Lately I have been thinking a lot about where I want to be in ten years time, or even by the time I am 35 (a little less than a decade).
That other job opportunity I mentioned weeks back, it finally landed. It’s a good opportunity, more predictable upside and stability. I expect it to have more regular hours, more comprehensive benefits, and the opportunity to improve my craft (I am recognizing that I have a skill set that employers want – like I will actually get paid for what I can do!)
Well, so part of the onboarding process is a background check where they ask you to complete your last 10 years of work experience. Ten years. That was right when I graduated high school! Eighteen year old me didn’t have good record keeping!
The HR said not to worry about it and just to complete the full-time experiences, but I wanted to give credit to all that I’ve done. And plus, I would rather report it than have them come back with identifying those roles from W2s or some other tax return filing that I wouldn’t be able to provide more information on.
And when I was tasked to think about it, I realized that I have done a lot during this past decade. I held many jobs and roles during the years, and when I was trying to complete the dates of employment accurately for the background check… I realized I had overlapping internships and a good spectrum of experience across the board. All of this was to make money and fill my resume, my experiences then didn’t have much rhyme or reason except that I was smart and could do the job.
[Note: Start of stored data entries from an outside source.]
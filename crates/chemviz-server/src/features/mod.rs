//! Feature modules implementing the ChemVisualizer API
//!
//! Each feature is a vertical slice with its own commands and/or queries and
//! route definitions:
//!
//! - **uploads**: CSV file ingestion (the only write path)
//! - **summary**: aggregated statistics for one upload
//! - **history**: listing and inspecting retained uploads
//! - **reports**: PDF report generation
//!
//! Commands and queries are plain `handle(pool, input)` functions with
//! per-operation error enums; `routes.rs` in each slice wires them to Axum
//! handlers and maps errors to HTTP responses.

pub mod history;
pub mod reports;
pub mod summary;
pub mod uploads;

use axum::Router;
use sqlx::SqlitePool;

use crate::config::IngestConfig;

/// Shared state for all feature routes
#[derive(Clone)]
pub struct FeatureState {
    /// SQLite connection pool
    pub db: SqlitePool,
    /// Upload limits and history retention
    pub ingest: IngestConfig,
}

/// Build the combined feature router
pub fn router(state: FeatureState) -> Router<()> {
    Router::new()
        .nest("/upload", uploads::upload_routes().with_state(state.clone()))
        .nest("/summary", summary::summary_routes().with_state(state.db.clone()))
        .nest("/history", history::history_routes().with_state(state.db.clone()))
        .nest("/report", reports::report_routes().with_state(state.db.clone()))
}
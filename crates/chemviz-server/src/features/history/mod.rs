//! Upload history feature

pub mod queries;
pub mod routes;

pub use routes::history_routes;
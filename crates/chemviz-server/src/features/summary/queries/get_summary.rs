use serde::{Deserialize, Serialize};
use sqlx::SqlitePool;
use uuid::Uuid;

use crate::models::{EquipmentRecord, Upload};

/// Summarize one upload, defaulting to the most recent
#[derive(Debug, Clone, Default, Deserialize)]
pub struct GetSummaryQuery {
    pub upload_id: Option<Uuid>,
}

/// Per-equipment-type statistics within one upload
#[derive(Debug, Clone, PartialEq, Serialize)]
pub struct TypeAggregate {
    pub equipment_type: String,
    pub count: i64,
    pub avg_flow: f64,
    pub avg_press: f64,
    pub avg_temp: f64,
}

/// One temperature/pressure pair for correlation plotting
#[derive(Debug, Clone, PartialEq, Serialize)]
pub struct DataPoint {
    pub temperature: f64,
    pub pressure: f64,
}

/// The aggregated view of one upload
#[derive(Debug, Clone, Serialize)]
pub struct SummaryResponse {
    pub upload_id: String,
    pub filename: String,
    pub total_count: i64,
    pub avg_flowrate: f64,
    pub avg_pressure: f64,
    pub avg_temperature: f64,
    pub type_distribution: Vec<TypeAggregate>,
    pub raw_data_points: Vec<DataPoint>,
}

#[derive(Debug, thiserror::Error)]
pub enum GetSummaryError {
    #[error("No uploads have been ingested yet")]
    NoUploads,
    #[error("Upload '{0}' not found")]
    NotFound(String),
    #[error("Database error: {0}")]
    Database(#[from] sqlx::Error),
}

/// Compute the summary for the requested upload
///
/// Reads only committed data; two calls with no intervening ingestion return
/// identical results.
#[tracing::instrument(skip(pool), fields(upload_id = ?query.upload_id))]
pub async fn handle(
    pool: SqlitePool,
    query: GetSummaryQuery,
) -> Result<SummaryResponse, GetSummaryError> {
    let upload = resolve_upload(&pool, &query).await?;

    let records = sqlx::query_as::<_, EquipmentRecord>(
        r#"
        SELECT id, upload_id, equipment_name, equipment_type,
               flowrate, pressure, temperature
        FROM equipment_records
        WHERE upload_id = ?
        ORDER BY id ASC
        "#,
    )
    .bind(&upload.id)
    .fetch_all(&pool)
    .await?;

    let type_distribution = build_type_distribution(&records);
    let raw_data_points = records
        .iter()
        .map(|r| DataPoint {
            temperature: r.temperature,
            pressure: r.pressure,
        })
        .collect();

    // Global means are over all records, i.e. count-weighted with respect to
    // the per-type means. Not the unweighted mean of group averages.
    let total_count = records.len() as i64;
    let avg_flowrate = mean(records.iter().map(|r| r.flowrate));
    let avg_pressure = mean(records.iter().map(|r| r.pressure));
    let avg_temperature = mean(records.iter().map(|r| r.temperature));

    Ok(SummaryResponse {
        upload_id: upload.id,
        filename: upload.filename,
        total_count,
        avg_flowrate,
        avg_pressure,
        avg_temperature,
        type_distribution,
        raw_data_points,
    })
}

/// Look up the requested upload, or the latest when no id was given
async fn resolve_upload(
    pool: &SqlitePool,
    query: &GetSummaryQuery,
) -> Result<Upload, GetSummaryError> {
    match query.upload_id {
        Some(id) => sqlx::query_as::<_, Upload>(
            r#"
            SELECT id, filename, upload_date, total_records, skipped_rows,
                   avg_flowrate, avg_pressure, avg_temperature
            FROM uploads
            WHERE id = ?
            "#,
        )
        .bind(id.to_string())
        .fetch_optional(pool)
        .await?
        .ok_or_else(|| GetSummaryError::NotFound(id.to_string())),
        None => sqlx::query_as::<_, Upload>(
            r#"
            SELECT id, filename, upload_date, total_records, skipped_rows,
                   avg_flowrate, avg_pressure, avg_temperature
            FROM uploads
            ORDER BY upload_date DESC, rowid DESC
            LIMIT 1
            "#,
        )
        .fetch_optional(pool)
        .await?
        .ok_or(GetSummaryError::NoUploads),
    }
}

/// Group records by equipment type in first-seen order
///
/// Type keys compare case-sensitively. Scanning follows storage order, so
/// the grouping is deterministic and stable across repeated calls.
fn build_type_distribution(records: &[EquipmentRecord]) -> Vec<TypeAggregate> {
    struct Accumulator {
        equipment_type: String,
        count: i64,
        flow_sum: f64,
        press_sum: f64,
        temp_sum: f64,
    }

    let mut groups: Vec<Accumulator> = Vec::new();

    for record in records {
        match groups
            .iter_mut()
            .find(|g| g.equipment_type == record.equipment_type)
        {
            Some(group) => {
                group.count += 1;
                group.flow_sum += record.flowrate;
                group.press_sum += record.pressure;
                group.temp_sum += record.temperature;
            },
            None => groups.push(Accumulator {
                equipment_type: record.equipment_type.clone(),
                count: 1,
                flow_sum: record.flowrate,
                press_sum: record.pressure,
                temp_sum: record.temperature,
            }),
        }
    }

    groups
        .into_iter()
        .map(|g| TypeAggregate {
            equipment_type: g.equipment_type,
            avg_flow: g.flow_sum / g.count as f64,
            avg_press: g.press_sum / g.count as f64,
            avg_temp: g.temp_sum / g.count as f64,
            count: g.count,
        })
        .collect()
}

/// Arithmetic mean; 0 for an empty sequence
fn mean(values: impl Iterator<Item = f64>) -> f64 {
    let (sum, count) = values.fold((0.0, 0u64), |(sum, count), v| (sum + v, count + 1));
    if count == 0 {
        0.0
    } else {
        sum / count as f64
    }
}

#[cfg(test)]
mod tests {
    use super::*;

    fn record(id: i64, equipment_type: &str, flow: f64, press: f64, temp: f64) -> EquipmentRecord {
        EquipmentRecord {
            id,
            upload_id: "u1".to_string(),
            equipment_name: format!("E-{:03}", id),
            equipment_type: equipment_type.to_string(),
            flowrate: flow,
            pressure: press,
            temperature: temp,
        }
    }

    #[test]
    fn test_distribution_example() {
        // Reactor(40,120,80), Reactor(60,140,90), Pump(20,50,30)
        let records = vec![
            record(1, "Reactor", 40.0, 120.0, 80.0),
            record(2, "Reactor", 60.0, 140.0, 90.0),
            record(3, "Pump", 20.0, 50.0, 30.0),
        ];

        let dist = build_type_distribution(&records);
        assert_eq!(
            dist,
            vec![
                TypeAggregate {
                    equipment_type: "Reactor".to_string(),
                    count: 2,
                    avg_flow: 50.0,
                    avg_press: 130.0,
                    avg_temp: 85.0,
                },
                TypeAggregate {
                    equipment_type: "Pump".to_string(),
                    count: 1,
                    avg_flow: 20.0,
                    avg_press: 50.0,
                    avg_temp: 30.0,
                },
            ]
        );

        let total: i64 = dist.iter().map(|t| t.count).sum();
        assert_eq!(total, records.len() as i64);

        // Global mean is the unweighted mean over records: (40+60+20)/3
        assert_eq!(mean(records.iter().map(|r| r.flowrate)), 40.0);
    }

    #[test]
    fn test_global_mean_is_count_weighted() {
        // Two types with different population sizes. The mean over all
        // records must differ from the mean of the per-type averages.
        let records = vec![
            record(1, "Reactor", 10.0, 0.0, 0.0),
            record(2, "Reactor", 10.0, 0.0, 0.0),
            record(3, "Reactor", 10.0, 0.0, 0.0),
            record(4, "Pump", 50.0, 0.0, 0.0),
        ];

        let dist = build_type_distribution(&records);
        let unweighted_of_groups =
            dist.iter().map(|t| t.avg_flow).sum::<f64>() / dist.len() as f64;
        let global = mean(records.iter().map(|r| r.flowrate));

        assert_eq!(unweighted_of_groups, 30.0);
        assert_eq!(global, 20.0);
        assert_ne!(global, unweighted_of_groups);
    }

    #[test]
    fn test_first_seen_order_preserved() {
        let records = vec![
            record(1, "Pump", 1.0, 1.0, 1.0),
            record(2, "Reactor", 1.0, 1.0, 1.0),
            record(3, "Pump", 1.0, 1.0, 1.0),
            record(4, "Heat Exchanger", 1.0, 1.0, 1.0),
            record(5, "Reactor", 1.0, 1.0, 1.0),
        ];

        let types: Vec<_> = build_type_distribution(&records)
            .into_iter()
            .map(|t| t.equipment_type)
            .collect();
        assert_eq!(types, vec!["Pump", "Reactor", "Heat Exchanger"]);
    }

    #[test]
    fn test_type_keys_are_case_sensitive() {
        let records = vec![
            record(1, "Pump", 1.0, 1.0, 1.0),
            record(2, "pump", 1.0, 1.0, 1.0),
        ];
        assert_eq!(build_type_distribution(&records).len(), 2);
    }

    #[test]
    fn test_mean_of_empty_is_zero() {
        assert_eq!(mean(std::iter::empty()), 0.0);
    }
}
But now. Now as I am considering how to design my life and what kind of work actually brings satisfaction, however fleeting that feeling may be, I realize that I want to do this kind of work. I am good at this kind of work. And competence breeds confidence (as I told my interns).
I am excited about the opportunity and I believe I am in a better mindset to deal with problems. Life is just a series of problems to be solved. So many people wish they didn’t have any problems. That they could live a problem-free life. Sam Harris asks us, did we really wake up and expect to not have any problems? Not one? And to wish for a life where problems just didn’t come up? Think about it.
So cheers to the next decade and the problems to come. Afterall, I was only able to get this job and the next job, and my past ten years of opportunities because there were problems to be solved. And I am after-all, like my species, a problem solver.
Life isn’t full of problems.
Problems and solving them, make a life.